By Barbara J. Huelat, AAHID, ASID, IIDA
A Position Paper for The Center for Health Design's Environmental Standards Council, 2007
1.0 INTRODUCTION
Each visitor—whether he or she is a patient, family member, or healthcare provider—enters the medical facility with a personal reality; each has his or her own level of “knowing,” and different levels invoke different needs. Some visitors—a first-time visitor who has never been in a hospital or has never had a healthcare problem—may not realize how different and confusing a healthcare facility is compared to a shopping mall or airport (see Box One). For these people, the hospital may be more foreign than a distant country. The visitor lacks experience, and this can lead to great confusion.
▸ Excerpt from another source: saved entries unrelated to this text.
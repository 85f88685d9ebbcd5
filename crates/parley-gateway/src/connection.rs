use std::sync::Arc;
use std::sync::atomic::{AtomicBool, Ordering};
use std::time::Duration;

use axum::body::Bytes;
use axum::extract::ws::{Message, WebSocket};
use futures_util::{SinkExt, StreamExt};
use tokio::sync::oneshot;
use tracing::{error, info, warn};

use parley_types::events::GatewayCommand;
use parley_types::models::ConnectionId;

use crate::relay::RelayCore;

/// Heartbeat interval: server sends a Ping every 15 seconds.
/// If 2 consecutive Pongs are missed (~30s), the connection is dropped.
const HEARTBEAT_INTERVAL: Duration = Duration::from_secs(15);

/// Longest slice of a bad frame that makes it into the log.
const LOGGED_FRAME_CHARS: usize = 200;

/// Drive one WebSocket from upgrade to close. The socket gets a fresh
/// connection id; when it goes away for any reason the relay's disconnect
/// handler runs.
pub async fn handle_connection(socket: WebSocket, relay: RelayCore) {
    let conn_id = ConnectionId::generate();
    let (mut sender, mut receiver) = socket.split();

    let mut outbox = relay.dispatcher().register(conn_id.clone()).await;
    info!(connection = %conn_id, "connected to gateway");

    // Shared flag for heartbeat
    let pong_received = Arc::new(AtomicBool::new(true));
    let pong_flag_send = pong_received.clone();
    let pong_flag_recv = pong_received.clone();

    // Forward broadcasts + targeted events -> client, with heartbeat
    let mut send_task = tokio::spawn(async move {
        let mut heartbeat = tokio::time::interval(HEARTBEAT_INTERVAL);
        heartbeat.tick().await;
        let mut missed_heartbeats: u8 = 0;

        loop {
            tokio::select! {
                event = outbox.recv() => {
                    let Some(event) = event else { break };
                    let text = match serde_json::to_string(&event) {
                        Ok(text) => text,
                        Err(e) => {
                            error!("failed to encode {}: {}", event.kind(), e);
                            continue;
                        }
                    };
                    if sender.send(Message::Text(text.into())).await.is_err() {
                        break;
                    }
                }
                _ = heartbeat.tick() => {
                    if pong_flag_send.swap(false, Ordering::Acquire) {
                        missed_heartbeats = 0;
                    } else {
                        missed_heartbeats += 1;
                        if missed_heartbeats >= 2 {
                            warn!("Heartbeat timeout (missed {} pongs), dropping connection", missed_heartbeats);
                            break;
                        }
                    }
                    if sender.send(Message::Ping(Bytes::new())).await.is_err() {
                        break;
                    }
                }
            }
        }
    });

    // Read commands from client, one at a time. A stop signal ends the loop
    // between commands, never in the middle of one.
    let (stop_tx, mut stop_rx) = oneshot::channel::<()>();
    let relay_recv = relay.clone();
    let conn_recv = conn_id.clone();
    let mut recv_task = tokio::spawn(async move {
        loop {
            let frame = tokio::select! {
                _ = &mut stop_rx => break,
                frame = receiver.next() => frame,
            };
            let Some(Ok(msg)) = frame else { break };

            match msg {
                Message::Text(text) => match serde_json::from_str::<GatewayCommand>(&text) {
                    Ok(cmd) => {
                        if let Err(e) = relay_recv.handle(&conn_recv, cmd).await {
                            error!(connection = %conn_recv, "event dropped: {}", e);
                        }
                    }
                    Err(e) => {
                        let raw: String = text.chars().take(LOGGED_FRAME_CHARS).collect();
                        warn!(connection = %conn_recv, "bad command: {} -- raw: {}", e, raw);
                    }
                },
                Message::Pong(_) => {
                    pong_flag_recv.store(true, Ordering::Release);
                }
                Message::Close(_) => break,
                _ => {}
            }
        }
    });

    // Wait for either task to finish. If the send side goes first, let the
    // command in flight complete so disconnect sees its effects.
    tokio::select! {
        _ = &mut send_task => {
            let _ = stop_tx.send(());
            if let Err(e) = recv_task.await {
                error!(connection = %conn_id, "receive task failed: {}", e);
            }
        }
        _ = &mut recv_task => send_task.abort(),
    }

    relay.dispatcher().unregister(&conn_id).await;
    relay.disconnect(&conn_id).await;
    info!(connection = %conn_id, "disconnected from gateway");
}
Some visitors, aware of their ignorance, don’t want to know how to navigate. They want an escort to their destination. Other visitors, who lack appropriate knowledge, know they don’t know yet are too embarrassed to ask questions so they will try to navigate on their own. Still others enter the healthcare system knowing that they are ignorant but are unwilling to stay that way. They will be proactive and seek out information. They may read up on their illness, get a map, and plan intently for the visit. They actively seek to become a knowledgeable consumer of healthcare services. They want options and answers. These people want to deal with the hospital experience and the illness on a cognitive level.
However, while these various types of visitors each may take a different approach, they are all striving for the same goal: to navigate the complex, high-tech medical environment of a healthcare facility at a time when illness, stress, and fatigue have depleted their emotional, physical, and cognitive resources.
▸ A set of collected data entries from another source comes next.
use std::collections::HashMap;
use std::sync::Arc;

use tokio::sync::{RwLock, mpsc};
use tracing::debug;

use parley_types::events::GatewayEvent;
use parley_types::models::ConnectionId;

/// Outcome of a targeted send.
#[derive(Debug, Clone, Copy, PartialEq, Eq)]
pub enum Delivery {
    Delivered,
    /// The connection is gone; the event was discarded.
    Dropped,
}

/// Fans events out to connected sockets: broadcast to everyone, or targeted
/// at a single connection.
///
/// Every connection has exactly one queue, and broadcasts are pushed into it
/// like any targeted event, so a connection sees events in the order they
/// were sent.
#[derive(Clone)]
pub struct Dispatcher {
    inner: Arc<DispatcherInner>,
}

struct DispatcherInner {
    /// Per-connection send channels
    connections: RwLock<HashMap<ConnectionId, mpsc::UnboundedSender<GatewayEvent>>>,
}

impl Default for Dispatcher {
    fn default() -> Self {
        Self::new()
    }
}

impl Dispatcher {
    pub fn new() -> Self {
        Self {
            inner: Arc::new(DispatcherInner {
                connections: RwLock::new(HashMap::new()),
            }),
        }
    }

    /// Broadcast an event to all connected clients.
    pub async fn broadcast(&self, event: GatewayEvent) {
        let connections = self.inner.connections.read().await;
        for (conn_id, tx) in connections.iter() {
            if tx.send(event.clone()).is_err() {
                debug!(connection = %conn_id, "dropped {} for closing connection", event.kind());
            }
        }
    }

    /// Register a connection. The returned outbox yields every event sent
    /// to it from now on, broadcast or targeted.
    pub async fn register(&self, conn_id: ConnectionId) -> Outbox {
        let (tx, rx) = mpsc::unbounded_channel();
        self.inner.connections.write().await.insert(conn_id, tx);
        Outbox { rx }
    }

    /// Forget a connection. Later sends to it are dropped.
    pub async fn unregister(&self, conn_id: &ConnectionId) {
        self.inner.connections.write().await.remove(conn_id);
    }

    /// Send a targeted event to a specific connection.
    pub async fn send_to(&self, conn_id: &ConnectionId, event: GatewayEvent) -> Delivery {
        let connections = self.inner.connections.read().await;
        let delivered = connections
            .get(conn_id)
            .is_some_and(|tx| tx.send(event.clone()).is_ok());

        if delivered {
            Delivery::Delivered
        } else {
            debug!(connection = %conn_id, "dropped {} for vanished connection", event.kind());
            Delivery::Dropped
        }
    }
}

/// Everything queued for one connection, in send order.
pub struct Outbox {
    rx: mpsc::UnboundedReceiver<GatewayEvent>,
}

impl Outbox {
    /// Wait for the next event. `None` once the connection is unregistered
    /// and the queue is empty. Cancel safe.
    pub async fn recv(&mut self) -> Option<GatewayEvent> {
        self.rx.recv().await
    }

    /// Next event if one is already queued.
    #[cfg(test)]
    pub fn try_recv(&mut self) -> Option<GatewayEvent> {
        self.rx.try_recv().ok()
    }

    /// Everything currently queued.
    #[cfg(test)]
    pub fn drain(&mut self) -> Vec<GatewayEvent> {
        std::iter::from_fn(|| self.try_recv()).collect()
    }
}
Often, the first challenge for visitors in achieving this goal—the successful navigation of the often-overwhelming medical environment—is simply being able to find their way around the facility. Unfortunately, most hospitals and medical centers are complex mazes of long and confusing corridor systems with bends, turns, and foreign-sounding signs. Nothing looks familiar, and visitors, often stressed with demands of an illness, can find coping with confusing corridors frustrating to say the least.
More than just a convenience, the basic ability for people to get from point A to point B—a process called wayfinding—with minimal anxiety and aggravation provides patients, visitors, and, ultimately, the healthcare facility with some significant benefits.